Após receber o resultado da auditoria, o conselho da Coiab afastou a coordenação da entidade na época, que estava nas mãos do índio Cláudio Pereira Mura. Mas a nova gestão, comanda pelo saterê-mauê Jecinaldo Barbosa Cabral, não regularizou a situação.
A auditoria, realizada pela empresa Souza Auditores Independentes S/C em Manaus, foi entregue ao Ministério Público Federal e ao PDPI (Projetos Demonstrativos dos Povos Indígenas), um projeto do Ministério do Meio Ambiente para preservação de florestas. A procuradora da República Isabela Brant é a responsável pela investigação do caso Coiab.
As fraudes levantadas pela consultoria mostram que a Coiab usou notas frias para justificar gastos. As faturas frias foram usadas, inclusive, para prestação de contas de um outro convênio realizado com a Funasa em 2001, quando foram liberados R$ 3,281 milhões para a ONG. Na época, a fundação recusou as faturas.

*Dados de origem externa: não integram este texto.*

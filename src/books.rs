pub mod domain;
pub mod dto;
pub mod factory;
pub mod repository;
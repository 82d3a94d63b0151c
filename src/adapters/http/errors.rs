use actix_web::{
  HttpResponse,
  error::ResponseError,
  http::{StatusCode, header::ContentType},
};
use serde_json::json;

use crate::application::dashboard::DashboardError;
use crate::application::invoice::PaymentIntentError;
use crate::application::validation::FieldErrors;
use crate::domain::access::AccessError;
use crate::domain::company::CompanyError;
use crate::domain::invoice::InvoiceError;
use crate::domain::job::{JobError, TransitionError};
use crate::domain::payment::PaymentError;
use crate::domain::shared::{RepositoryError, ValueObjectError};
use crate::domain::webhook::WebhookError;

use super::dtos::ErrorResponse;

/// API error type that maps domain errors to HTTP responses
#[derive(Debug, thiserror::Error)]
pub enum ApiError {
  /// 400; `details` carries the field-path map when validation came from a DTO
  #[error("Validation error: {message}")]
  Validation {
    message: String,
    details: Option<FieldErrors>,
  },

  #[error("Unauthorized: {0}")]
  Unauthorized(String),

  #[error("Forbidden: {0}")]
  Forbidden(String),

  #[error("Not found: {0}")]
  NotFound(String),

  /// 409 for illegal transitions, unmet preconditions and write conflicts
  #[error("{message}")]
  Conflict {
    code: &'static str,
    message: String,
    details: Option<serde_json::Value>,
  },

  #[error("Unsupported media type: {0}")]
  UnsupportedMediaType(String),

  /// 503 when no payment processor is configured
  #[error("Service unavailable: {0}")]
  ServiceUnavailable(String),

  /// 502 when the payment processor failed or refused
  #[error("Bad gateway: {0}")]
  BadGateway(String),

  #[error("Internal error: {0}")]
  Internal(String),
}

impl ApiError {
  pub fn validation(message: impl Into<String>) -> Self {
    ApiError::Validation {
      message: message.into(),
      details: None,
    }
  }

  fn conflict(code: &'static str, message: impl ToString) -> Self {
    ApiError::Conflict {
      code,
      message: message.to_string(),
      details: None,
    }
  }
}

impl ResponseError for ApiError {
  fn status_code(&self) -> StatusCode {
    match self {
      ApiError::Validation { .. } => StatusCode::BAD_REQUEST,
      ApiError::Unauthorized(_) => StatusCode::UNAUTHORIZED,
      ApiError::Forbidden(_) => StatusCode::FORBIDDEN,
      ApiError::NotFound(_) => StatusCode::NOT_FOUND,
      ApiError::Conflict { .. } => StatusCode::CONFLICT,
      ApiError::UnsupportedMediaType(_) => StatusCode::UNSUPPORTED_MEDIA_TYPE,
      ApiError::ServiceUnavailable(_) => StatusCode::SERVICE_UNAVAILABLE,
      ApiError::BadGateway(_) => StatusCode::BAD_GATEWAY,
      ApiError::Internal(_) => StatusCode::INTERNAL_SERVER_ERROR,
    }
  }

  fn error_response(&self) -> HttpResponse {
    let status = self.status_code();
    let (error_type, message, details) = match self {
      ApiError::Validation { message, details } => (
        "validation_error",
        message.clone(),
        details
          .as_ref()
          .and_then(|fields| serde_json::to_value(fields).ok()),
      ),
      ApiError::Unauthorized(msg) => ("unauthorized", msg.clone(), None),
      ApiError::Forbidden(msg) => ("forbidden", msg.clone(), None),
      ApiError::NotFound(msg) => ("not_found", msg.clone(), None),
      ApiError::Conflict {
        code,
        message,
        details,
      } => (*code, message.clone(), details.clone()),
      ApiError::UnsupportedMediaType(msg) => ("unsupported_media_type", msg.clone(), None),
      ApiError::ServiceUnavailable(msg) => ("service_unavailable", msg.clone(), None),
      ApiError::BadGateway(msg) => {
        tracing::warn!("Payment processor error: {}", msg);
        ("bad_gateway", msg.clone(), None)
      }
      ApiError::Internal(msg) => {
        // Don't expose internal error details
        tracing::error!("Internal error: {}", msg);
        (
          "internal_error",
          "An internal server error occurred".to_string(),
          None,
        )
      }
    };

    let error_response = ErrorResponse {
      error: error_type.to_string(),
      message,
      details,
    };

    HttpResponse::build(status)
      .content_type(ContentType::json())
      .json(error_response)
  }
}

/// Convert validation errors from validator crate
impl From<validator::ValidationErrors> for ApiError {
  fn from(errors: validator::ValidationErrors) -> Self {
    let fields = FieldErrors::from(&errors);
    let message = fields
      .first_message()
      .unwrap_or("Request validation failed")
      .to_string();

    ApiError::Validation {
      message,
      details: Some(fields),
    }
  }
}

impl From<ValueObjectError> for ApiError {
  fn from(error: ValueObjectError) -> Self {
    ApiError::validation(error.to_string())
  }
}

impl From<RepositoryError> for ApiError {
  fn from(error: RepositoryError) -> Self {
    match error {
      RepositoryError::NotFound => ApiError::NotFound("Record not found".to_string()),
      RepositoryError::DuplicateKey(_) => ApiError::conflict("duplicate", error),
      RepositoryError::Conflict(_) => ApiError::conflict("conflict", error),
      RepositoryError::CorruptRecord(_) | RepositoryError::Database(_) => {
        ApiError::Internal(error.to_string())
      }
    }
  }
}

impl From<TransitionError> for ApiError {
  fn from(error: TransitionError) -> Self {
    let code = match error {
      TransitionError::IllegalTransition { .. } => "illegal_transition",
      TransitionError::PreconditionNotMet { .. } => "precondition_not_met",
    };
    ApiError::conflict(code, error)
  }
}

impl From<JobError> for ApiError {
  fn from(error: JobError) -> Self {
    match error {
      JobError::NotFound(_) | JobError::CompanyNotFound(_) => ApiError::NotFound(error.to_string()),
      JobError::NotACustomer(_)
      | JobError::NotACarrier(_)
      | JobError::InvalidAgreedCost(_)
      | JobError::InvalidDates { .. } => ApiError::validation(error.to_string()),
      JobError::Archived(_) | JobError::AlreadyInvoiced(_) => {
        ApiError::conflict("conflict", error)
      }
      JobError::NotEligibleForInvoicing(_) | JobError::PodMissing(_) => {
        ApiError::conflict("precondition_not_met", error)
      }
      JobError::Transition(e) => e.into(),
      JobError::Validation(e) => e.into(),
      JobError::Repository(e) => e.into(),
    }
  }
}

impl From<InvoiceError> for ApiError {
  fn from(error: InvoiceError) -> Self {
    match error {
      InvoiceError::NotFound(_) | InvoiceError::JobNotFound(_) | InvoiceError::CarrierNotFound(_) => {
        ApiError::NotFound(error.to_string())
      }
      InvoiceError::JobNotReady { .. } => ApiError::conflict("precondition_not_met", error),
      InvoiceError::JobAlreadyInvoiced(_)
      | InvoiceError::JobAlreadySelfInvoiced(_)
      | InvoiceError::NotPayable(_) => ApiError::conflict("conflict", error),
      InvoiceError::InvalidStatusTransition { .. } => {
        ApiError::conflict("illegal_transition", error)
      }
      InvoiceError::MissingCustomer(_)
      | InvoiceError::NotACarrier(_)
      | InvoiceError::EmptyBatch
      | InvoiceError::DuplicateJob(_)
      | InvoiceError::InvalidPeriod { .. }
      | InvoiceError::JobNotOwnedByCarrier { .. }
      | InvoiceError::JobOutsidePeriod { .. }
      | InvoiceError::MissingAgreedCost(_)
      | InvoiceError::InvalidDueDate(_) => ApiError::validation(error.to_string()),
      InvoiceError::Job(e) => e.into(),
      InvoiceError::Validation(e) => e.into(),
      InvoiceError::Repository(e) => e.into(),
    }
  }
}

/// Convert CompanyError to ApiError
impl From<CompanyError> for ApiError {
  fn from(error: CompanyError) -> Self {
    match error {
      CompanyError::NotFound(_) => ApiError::NotFound(error.to_string()),
      CompanyError::ReferentialIntegrity {
        ref company_id,
        job_count,
      } => ApiError::Conflict {
        code: "referential_integrity",
        details: Some(json!({
          "company_id": company_id.as_str(),
          "job_count": job_count,
        })),
        message: error.to_string(),
      },
      CompanyError::InvalidCreditLimit(_) | CompanyError::InvalidMetadata => {
        ApiError::validation(error.to_string())
      }
      CompanyError::Validation(e) => e.into(),
      CompanyError::Repository(e) => e.into(),
    }
  }
}

impl From<AccessError> for ApiError {
  fn from(error: AccessError) -> Self {
    match error {
      AccessError::MissingActor | AccessError::UnknownRole(_) => {
        ApiError::Unauthorized(error.to_string())
      }
      AccessError::Forbidden { .. } => ApiError::Forbidden(error.to_string()),
    }
  }
}

impl From<WebhookError> for ApiError {
  fn from(error: WebhookError) -> Self {
    match error {
      WebhookError::MissingIntegrationId
      | WebhookError::InvalidIntegrationId(_)
      | WebhookError::InvalidPayload(_) => ApiError::validation(error.to_string()),
      WebhookError::UnsupportedContentType(_) => ApiError::UnsupportedMediaType(error.to_string()),
      WebhookError::Repository(e) => e.into(),
    }
  }
}

impl From<PaymentError> for ApiError {
  fn from(error: PaymentError) -> Self {
    match error {
      PaymentError::NotConfigured => ApiError::ServiceUnavailable(error.to_string()),
      _ => ApiError::BadGateway(error.to_string()),
    }
  }
}

impl From<PaymentIntentError> for ApiError {
  fn from(error: PaymentIntentError) -> Self {
    match error {
      PaymentIntentError::Invoice(e) => e.into(),
      PaymentIntentError::Payment(e) => e.into(),
    }
  }
}

impl From<DashboardError> for ApiError {
  fn from(error: DashboardError) -> Self {
    match error {
      DashboardError::Job(e) => e.into(),
      DashboardError::Invoice(e) => e.into(),
    }
  }
}

#[cfg(test)]
mod tests {
  use super::*;
  use crate::domain::access::{Role, capabilities::JOB_CREATE};
  use crate::domain::company::{CompanyId, CompanyType};
  use crate::domain::job::{JobAction, JobId, JobStatus};
  use actix_web::body::to_bytes;

  async fn body_json(error: ApiError) -> serde_json::Value {
    let response = error.error_response();
    let bytes = to_bytes(response.into_body()).await.unwrap();
    serde_json::from_slice(&bytes).unwrap()
  }

  #[test]
  fn test_api_error_status_codes() {
    assert_eq!(
      ApiError::validation("test").status_code(),
      StatusCode::BAD_REQUEST
    );
    assert_eq!(
      ApiError::from(AccessError::MissingActor).status_code(),
      StatusCode::UNAUTHORIZED
    );
    assert_eq!(
      ApiError::from(AccessError::Forbidden {
        role: Role::Viewer,
        capability: JOB_CREATE
      })
      .status_code(),
      StatusCode::FORBIDDEN
    );
    assert_eq!(
      ApiError::from(PaymentError::NotConfigured).status_code(),
      StatusCode::SERVICE_UNAVAILABLE
    );
    assert_eq!(
      ApiError::from(PaymentError::Unavailable("timeout".into())).status_code(),
      StatusCode::BAD_GATEWAY
    );
    assert_eq!(
      ApiError::Internal("test".to_string()).status_code(),
      StatusCode::INTERNAL_SERVER_ERROR
    );
  }

  #[test]
  fn test_job_error_conversion() {
    let illegal: ApiError = JobError::Transition(TransitionError::IllegalTransition {
      from: JobStatus::Booked,
      to: JobStatus::Invoiced,
    })
    .into();
    assert_eq!(illegal.status_code(), StatusCode::CONFLICT);

    let precondition: ApiError = JobError::Transition(TransitionError::PreconditionNotMet {
      action: JobAction::UploadPod,
      reason: "no POD".to_string(),
    })
    .into();
    assert!(matches!(
      precondition,
      ApiError::Conflict {
        code: "precondition_not_met",
        ..
      }
    ));

    let missing: ApiError = JobError::NotFound(JobId::generate()).into();
    assert_eq!(missing.status_code(), StatusCode::NOT_FOUND);

    let storage: ApiError = JobError::Repository(RepositoryError::Database("boom".into())).into();
    assert_eq!(storage.status_code(), StatusCode::INTERNAL_SERVER_ERROR);
  }

  #[actix_web::test]
  async fn test_referential_integrity_body() {
    let company_id = CompanyId::generate(CompanyType::Carrier);
    let body = body_json(
      CompanyError::ReferentialIntegrity {
        company_id: company_id.clone(),
        job_count: 3,
      }
      .into(),
    )
    .await;

    assert_eq!(body["error"], "referential_integrity");
    assert_eq!(body["details"]["job_count"], 3);
    assert_eq!(body["details"]["company_id"], company_id.as_str());
  }

  #[actix_web::test]
  async fn test_internal_error_hides_message() {
    let body = body_json(RepositoryError::Database("password=secret".into()).into()).await;
    assert_eq!(body["error"], "internal_error");
    assert_eq!(body["message"], "An internal server error occurred");
    assert!(body.get("details").is_none());
  }
}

Ainda segundo a auditoria, a contratação da empresa para executar obras previstas no convênio de saneamento foi fraudada de forma "grosseira". Por administrar recursos públicos, a ONG é obrigada a realizar licitações na contratação de serviços.
Das três empresas que concorreram no processo licitatório, duas não tinham a documentação necessária. A vencedora, Santos & Gama Ltda., apresentou cópia de contrato social, no qual é informado capital social de R$ 1.000.